Mesoporous black arsenic: Wet-chemical synthesis and its photo-enhanced activity in the C-H arylation of heteroarenes under red light illumination

Abstract

Black arsenic (b-As) is theoretically known for its anisotropic electronic and optical properties, yet its experimental realization remains limited. Here, we report the first bottom-up wet-chemical approach for the synthesis of mesoporous b-As (mb-As), a structurally ordered As-As networked semiconducting material.

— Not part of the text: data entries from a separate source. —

pub mod types;

use anyhow::Result;
use rusqlite::{Connection, OptionalExtension, Row, params};
use std::path::Path;
use std::sync::Arc;
use tokio::sync::Mutex;

use crate::error::ApiError;
use types::{CallbackOutcome, PendingRequest, RequestStatus, TaskKind};

/// Persistent record of every task handed to the agent side.
///
/// SQLite keeps the pending→terminal transition serialized per identifier:
/// the update is conditional on `status = 'pending'`, so a duplicate or
/// racing callback touches zero rows instead of overwriting a result.
#[derive(Clone)]
pub struct RequestStore {
    db: Arc<Mutex<Connection>>,
}

impl RequestStore {
    pub fn open<P: AsRef<Path>>(path: P) -> Result<Self> {
        let db = Connection::open(path)?;
        Self::init_schema(&db)?;
        Ok(Self {
            db: Arc::new(Mutex::new(db)),
        })
    }

    pub fn open_in_memory() -> Result<Self> {
        let db = Connection::open_in_memory()?;
        Self::init_schema(&db)?;
        Ok(Self {
            db: Arc::new(Mutex::new(db)),
        })
    }

    fn init_schema(db: &Connection) -> rusqlite::Result<()> {
        db.execute(
            "CREATE TABLE IF NOT EXISTS pending_requests (
                request_id TEXT PRIMARY KEY,
                kind TEXT NOT NULL,
                requester TEXT NOT NULL,
                payload TEXT NOT NULL,
                status TEXT NOT NULL DEFAULT 'pending',
                result TEXT,
                error TEXT,
                created_at DATETIME DEFAULT CURRENT_TIMESTAMP,
                completed_at DATETIME
            )",
            [],
        )?;
        db.execute(
            "CREATE INDEX IF NOT EXISTS idx_pending_requests_status_created
             ON pending_requests(status, created_at)",
            [],
        )?;
        Ok(())
    }

    pub async fn create_request(
        &self,
        request_id: &str,
        kind: TaskKind,
        requester: &str,
        payload: &str,
    ) -> Result<()> {
        let db = self.db.lock().await;
        db.execute(
            "INSERT INTO pending_requests (request_id, kind, requester, payload, status)
             VALUES (?1, ?2, ?3, ?4, 'pending')",
            params![request_id, kind.as_str(), requester, payload],
        )?;
        Ok(())
    }

    pub async fn get_request(&self, request_id: &str) -> Result<Option<PendingRequest>> {
        let db = self.db.lock().await;
        let row = db
            .query_row(
                "SELECT request_id, kind, requester, payload, status, result, error,
                        created_at, completed_at
                 FROM pending_requests WHERE request_id = ?1",
                params![request_id],
                row_to_request,
            )
            .optional()?;
        Ok(row)
    }

    /// Apply the one allowed mutation: pending → completed/failed.
    ///
    /// The conditional update is the whole dedup story. A second callback
    /// for the same id matches zero rows and is rejected with
    /// `AlreadyCompleted`; an id that was never created yields
    /// `UnknownRequest`.
    pub async fn complete_request(
        &self,
        request_id: &str,
        outcome: CallbackOutcome,
        body: &str,
    ) -> Result<PendingRequest, ApiError> {
        let db = self.db.lock().await;

        let (status, result, error) = match outcome {
            CallbackOutcome::Completed => (RequestStatus::Completed, Some(body), None),
            CallbackOutcome::Failed => (RequestStatus::Failed, None, Some(body)),
        };

        let updated = db.execute(
            "UPDATE pending_requests
             SET status = ?1, result = ?2, error = ?3, completed_at = CURRENT_TIMESTAMP
             WHERE request_id = ?4 AND status = 'pending'",
            params![status.as_str(), result, error, request_id],
        )?;

        if updated == 0 {
            let exists = db
                .query_row(
                    "SELECT 1 FROM pending_requests WHERE request_id = ?1",
                    params![request_id],
                    |_| Ok(()),
                )
                .optional()?;
            return match exists {
                Some(_) => Err(ApiError::AlreadyCompleted(request_id.to_string())),
                None => Err(ApiError::UnknownRequest(request_id.to_string())),
            };
        }

        let row = db.query_row(
            "SELECT request_id, kind, requester, payload, status, result, error,
                    created_at, completed_at
             FROM pending_requests WHERE request_id = ?1",
            params![request_id],
            row_to_request,
        )?;
        Ok(row)
    }

    pub async fn list_recent(&self, limit: usize) -> Result<Vec<PendingRequest>> {
        let db = self.db.lock().await;
        let mut stmt = db.prepare(
            "SELECT request_id, kind, requester, payload, status, result, error,
                    created_at, completed_at
             FROM pending_requests ORDER BY created_at DESC, request_id LIMIT ?1",
        )?;
        let rows = stmt.query_map(params![limit as i64], row_to_request)?;

        let mut results = Vec::new();
        for row in rows {
            results.push(row?);
        }
        Ok(results)
    }
}

fn row_to_request(row: &Row<'_>) -> rusqlite::Result<PendingRequest> {
    let kind: String = row.get(1)?;
    let status: String = row.get(4)?;
    Ok(PendingRequest {
        request_id: row.get(0)?,
        kind: kind.parse().map_err(|_| {
            rusqlite::Error::InvalidColumnType(
                1,
                format!("unexpected kind value: {kind}"),
                rusqlite::types::Type::Text,
            )
        })?,
        requester: row.get(2)?,
        payload: row.get(3)?,
        status: RequestStatus::from_db(&status)?,
        result: row.get(5)?,
        error: row.get(6)?,
        created_at: row.get(7)?,
        completed_at: row.get(8)?,
    })
}
use anyhow::Result;
use std::sync::Arc;
use tokio::sync::Mutex;
use tracing::{info, warn};

#[derive(Debug, PartialEq)]
pub enum LifecycleState {
    Init,
    Ready,
    Shutdown,
}

#[async_trait::async_trait]
pub trait LifecycleComponent {
    async fn on_init(&mut self) -> Result<()> {
        Ok(())
    }
    async fn on_start(&mut self) -> Result<()> {
        Ok(())
    }
    async fn on_shutdown(&mut self) -> Result<()> {
        Ok(())
    }
}

/// Boots the attached services in order and tears them down on shutdown.
pub struct LifecycleManager {
    state: LifecycleState,
    components: Vec<Arc<Mutex<dyn LifecycleComponent + Send + Sync>>>,
}

impl LifecycleManager {
    pub fn new() -> Self {
        Self {
            state: LifecycleState::Init,
            components: Vec::new(),
        }
    }

    pub fn attach(&mut self, component: Arc<Mutex<dyn LifecycleComponent + Send + Sync>>) {
        self.components.push(component);
    }

    pub async fn start(&mut self) -> Result<()> {
        info!("Lifecycle Phase: Init");
        self.state = LifecycleState::Init;
        for comp in &self.components {
            comp.lock().await.on_init().await?;
        }

        for comp in &self.components {
            comp.lock().await.on_start().await?;
        }

        info!("Lifecycle Phase: Ready");
        self.state = LifecycleState::Ready;
        Ok(())
    }

    pub async fn shutdown(&mut self) -> Result<()> {
        info!("Lifecycle Phase: Shutdown");
        self.state = LifecycleState::Shutdown;

        for comp in &self.components {
            if let Err(e) = comp.lock().await.on_shutdown().await {
                warn!("Component shutdown error: {}", e);
            }
        }

        Ok(())
    }

    pub fn state(&self) -> &LifecycleState {
        &self.state
    }
}

impl Default for LifecycleManager {
    fn default() -> Self {
        Self::new()
    }
}
use std::sync::Arc;

use anyhow::Result;
use async_trait::async_trait;
use tracing::info;

use crate::config::RelayConfig;
use crate::core::lifecycle::LifecycleComponent;
use crate::core::llm::LlmProvider;
use crate::core::relay::{RelayState, build_relay_router};

/// The agent-side HTTP service: accepts tasks, talks to the LLM provider,
/// posts completion callbacks.
pub struct RelayServer {
    state: RelayState,
    host: String,
    port: u16,
}

impl RelayServer {
    pub fn new(provider: Arc<dyn LlmProvider>, config: &RelayConfig) -> Self {
        Self {
            state: RelayState::new(provider, config.webhook_secret.clone()),
            host: config.host.clone(),
            port: config.port,
        }
    }
}

#[async_trait]
impl LifecycleComponent for RelayServer {
    async fn on_init(&mut self) -> Result<()> {
        info!("Agent relay initializing...");
        Ok(())
    }

    async fn on_start(&mut self) -> Result<()> {
        let state = self.state.clone();
        let addr = format!("{}:{}", self.host, self.port);

        tokio::spawn(async move {
            let app = build_relay_router(state);
            if let Ok(listener) = tokio::net::TcpListener::bind(&addr).await {
                info!("Agent relay running at http://{addr}");
                if let Err(e) = axum::serve(listener, app).await {
                    tracing::error!("Agent relay crashed: {}", e);
                }
            } else {
                tracing::error!("Agent relay failed to bind {addr}");
            }
        });
        Ok(())
    }

    async fn on_shutdown(&mut self) -> Result<()> {
        info!("Agent relay shutting down...");
        Ok(())
    }
}
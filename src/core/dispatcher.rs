use reqwest::Client;
use serde::Serialize;
use tracing::{info, warn};
use uuid::Uuid;

use crate::config::WebsiteConfig;
use crate::core::store::RequestStore;
use crate::core::store::types::TaskKind;
use crate::error::ApiError;

/// Wire format of one task handed to the agent relay.
#[derive(Debug, Serialize)]
pub struct AgentTask<'a> {
    pub request_id: &'a str,
    pub kind: TaskKind,
    pub payload: &'a str,
    /// Where the relay posts the completion callback.
    pub webhook_url: String,
}

/// Website-side entry point: persist a pending record, then forward the
/// task to the agent endpoint. One outbound call per submission, no retry.
#[derive(Clone)]
pub struct TaskDispatcher {
    store: RequestStore,
    client: Client,
    agent_endpoint: String,
    callback_base_url: String,
}

impl TaskDispatcher {
    pub fn new(store: RequestStore, config: &WebsiteConfig) -> Self {
        Self {
            store,
            client: Client::new(),
            agent_endpoint: config.agent_endpoint.clone(),
            callback_base_url: config.callback_base_url(),
        }
    }

    /// Validate the kind, create the record, forward to the agent endpoint.
    ///
    /// If the outbound call fails the record stays pending: the agent side
    /// may still pick the task up out-of-band, and reconciliation of stuck
    /// records is an operational concern, not ours.
    pub async fn submit(
        &self,
        kind: &str,
        requester: &str,
        payload: &str,
    ) -> Result<String, ApiError> {
        let kind: TaskKind = kind.parse()?;
        let request_id = Uuid::new_v4().to_string();

        self.store
            .create_request(&request_id, kind, requester, payload)
            .await?;

        let task = AgentTask {
            request_id: &request_id,
            kind,
            payload,
            webhook_url: self.webhook_url_for(kind, &request_id),
        };

        match self
            .client
            .post(&self.agent_endpoint)
            .json(&task)
            .send()
            .await
        {
            Ok(res) if res.status().is_success() => {
                info!(
                    "Dispatched {} task {} to agent endpoint",
                    kind, request_id
                );
                Ok(request_id)
            }
            Ok(res) => {
                warn!(
                    "Agent endpoint rejected task {}: {}",
                    request_id,
                    res.status()
                );
                Err(ApiError::DispatchFailed(format!(
                    "agent endpoint returned {}",
                    res.status()
                )))
            }
            Err(e) => {
                warn!("Agent endpoint unreachable for task {}: {}", request_id, e);
                Err(ApiError::DispatchFailed(e.to_string()))
            }
        }
    }

    /// The original site gives each kind its own callback route; grading
    /// callbacks carry the id in the body instead of the path.
    fn webhook_url_for(&self, kind: TaskKind, request_id: &str) -> String {
        match kind {
            TaskKind::Chat => format!("{}/api/ai-webhook/{}/", self.callback_base_url, request_id),
            TaskKind::ExamGeneration => format!(
                "{}/api/exam-webhook/{}/",
                self.callback_base_url, request_id
            ),
            TaskKind::Grading => format!("{}/api/grading-webhook/", self.callback_base_url),
        }
    }
}
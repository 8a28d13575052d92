use hmac::{Hmac, Mac};
use sha2::Sha256;

type HmacSha256 = Hmac<Sha256>;

/// Hex HMAC-SHA256 of the raw request body, carried in the `X-Signature`
/// header of webhook callbacks.
pub fn sign(secret: &str, body: &str) -> String {
    let mut mac =
        HmacSha256::new_from_slice(secret.as_bytes()).expect("hmac accepts any key length");
    mac.update(body.as_bytes());
    hex::encode(mac.finalize().into_bytes())
}

pub fn verify(secret: &str, body: &str, signature: &str) -> bool {
    let expected = sign(secret, body);
    constant_time_eq(signature.as_bytes(), expected.as_bytes())
}

/// Constant-time comparison to prevent timing attacks.
fn constant_time_eq(a: &[u8], b: &[u8]) -> bool {
    if a.len() != b.len() {
        return false;
    }
    a.iter()
        .zip(b.iter())
        .fold(0u8, |acc, (x, y)| acc | (x ^ y))
        == 0
}
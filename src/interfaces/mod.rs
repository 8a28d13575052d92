pub mod relay;
pub mod web;
use anyhow::Result;
use serde::Deserialize;
use std::path::Path;
use tracing::info;

/// Top-level configuration, loaded once at startup and passed explicitly to
/// both services. API keys and webhook URLs never live in globals.
#[derive(Debug, Clone, Deserialize, Default)]
pub struct Config {
    #[serde(default)]
    pub website: WebsiteConfig,

    #[serde(default)]
    pub relay: RelayConfig,

    #[serde(default)]
    pub llm: LlmConfig,
}

#[derive(Debug, Clone, Deserialize)]
pub struct WebsiteConfig {
    #[serde(default = "default_host")]
    pub host: String,

    #[serde(default = "default_website_port")]
    pub port: u16,

    /// Base URL external services use to reach the webhook endpoints.
    /// Usually a tunnel or reverse-proxy address in front of `host:port`.
    #[serde(default)]
    pub public_base_url: Option<String>,

    /// Where the dispatcher posts new tasks.
    #[serde(default = "default_agent_endpoint")]
    pub agent_endpoint: String,

    /// Shared secret for webhook callbacks. Empty disables verification;
    /// the webhook boundary is then trusted-network-only.
    #[serde(default)]
    pub webhook_secret: String,

    #[serde(default = "default_db_path")]
    pub db_path: String,
}

#[derive(Debug, Clone, Deserialize)]
pub struct RelayConfig {
    #[serde(default = "default_host")]
    pub host: String,

    #[serde(default = "default_relay_port")]
    pub port: u16,

    /// Must match the website's `webhook_secret` when that one is set.
    #[serde(default)]
    pub webhook_secret: String,
}

#[derive(Debug, Clone, Deserialize)]
pub struct LlmConfig {
    #[serde(default = "default_llm_base_url")]
    pub base_url: String,

    #[serde(default = "default_llm_model")]
    pub model: String,

    #[serde(default)]
    pub api_key: String,
}

fn default_host() -> String {
    "127.0.0.1".to_string()
}
fn default_website_port() -> u16 {
    8000
}
fn default_relay_port() -> u16 {
    8080
}
fn default_agent_endpoint() -> String {
    "http://127.0.0.1:8080/agent/process".to_string()
}
fn default_db_path() -> String {
    "fyssa.db".to_string()
}
fn default_llm_base_url() -> String {
    "https://api.openai.com/v1/chat/completions".to_string()
}
fn default_llm_model() -> String {
    "gpt-4o-mini".to_string()
}

impl Default for WebsiteConfig {
    fn default() -> Self {
        Self {
            host: default_host(),
            port: default_website_port(),
            public_base_url: None,
            agent_endpoint: default_agent_endpoint(),
            webhook_secret: String::new(),
            db_path: default_db_path(),
        }
    }
}

impl Default for RelayConfig {
    fn default() -> Self {
        Self {
            host: default_host(),
            port: default_relay_port(),
            webhook_secret: String::new(),
        }
    }
}

impl Default for LlmConfig {
    fn default() -> Self {
        Self {
            base_url: default_llm_base_url(),
            model: default_llm_model(),
            api_key: String::new(),
        }
    }
}

impl WebsiteConfig {
    /// Base URL handed to the relay for callbacks.
    pub fn callback_base_url(&self) -> String {
        match &self.public_base_url {
            Some(url) => url.trim_end_matches('/').to_string(),
            None => format!("http://{}:{}", self.host, self.port),
        }
    }
}

impl Config {
    pub fn load<P: AsRef<Path>>(path: P) -> Result<Self> {
        let path = path.as_ref();
        let mut config: Config = if path.exists() {
            let raw = std::fs::read_to_string(path)?;
            toml::from_str(&raw)?
        } else {
            info!("No config file at {}, using defaults", path.display());
            Config::default()
        };

        if let Ok(key) = std::env::var("FYSSA_LLM_API_KEY") {
            config.llm.api_key = key;
        }

        Ok(config)
    }
}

The as-synthesized mb-As exhibits a direct bandgap of 1.75 eV and a conduction band minimum of -1.40 V vs normal hydrogen electrode, providing a stronger reduction potential than most conventional semiconductors and enabling efficient visible-light-driven single-electron transfer (SET) under 625 nm illumination. These properties were leveraged in photoredox C-H arylation of heteroarenes, where mb-As catalyzed 13 transformations with yields up to 88%, successfully accommodating substrates bearing electron-donating and withdrawing groups as well as aromatic heterocycles. Mechanistic investigations revealed a radical-driven SET pathway involving both photogenerated electrons and holes of mb-As. Importantly, to address concerns regarding the potential toxicity of mb-As, biocompatibility assays performed on two different cell lines demonstrated that >90% cell viability up to 1 mg/L and ca. 70% cell viability at 50 mg/L, distinguishing mb-As from highly toxic arsenic analogues such as As(III) chloride and underscoring its suitability for sustainable catalysis and other possible applications.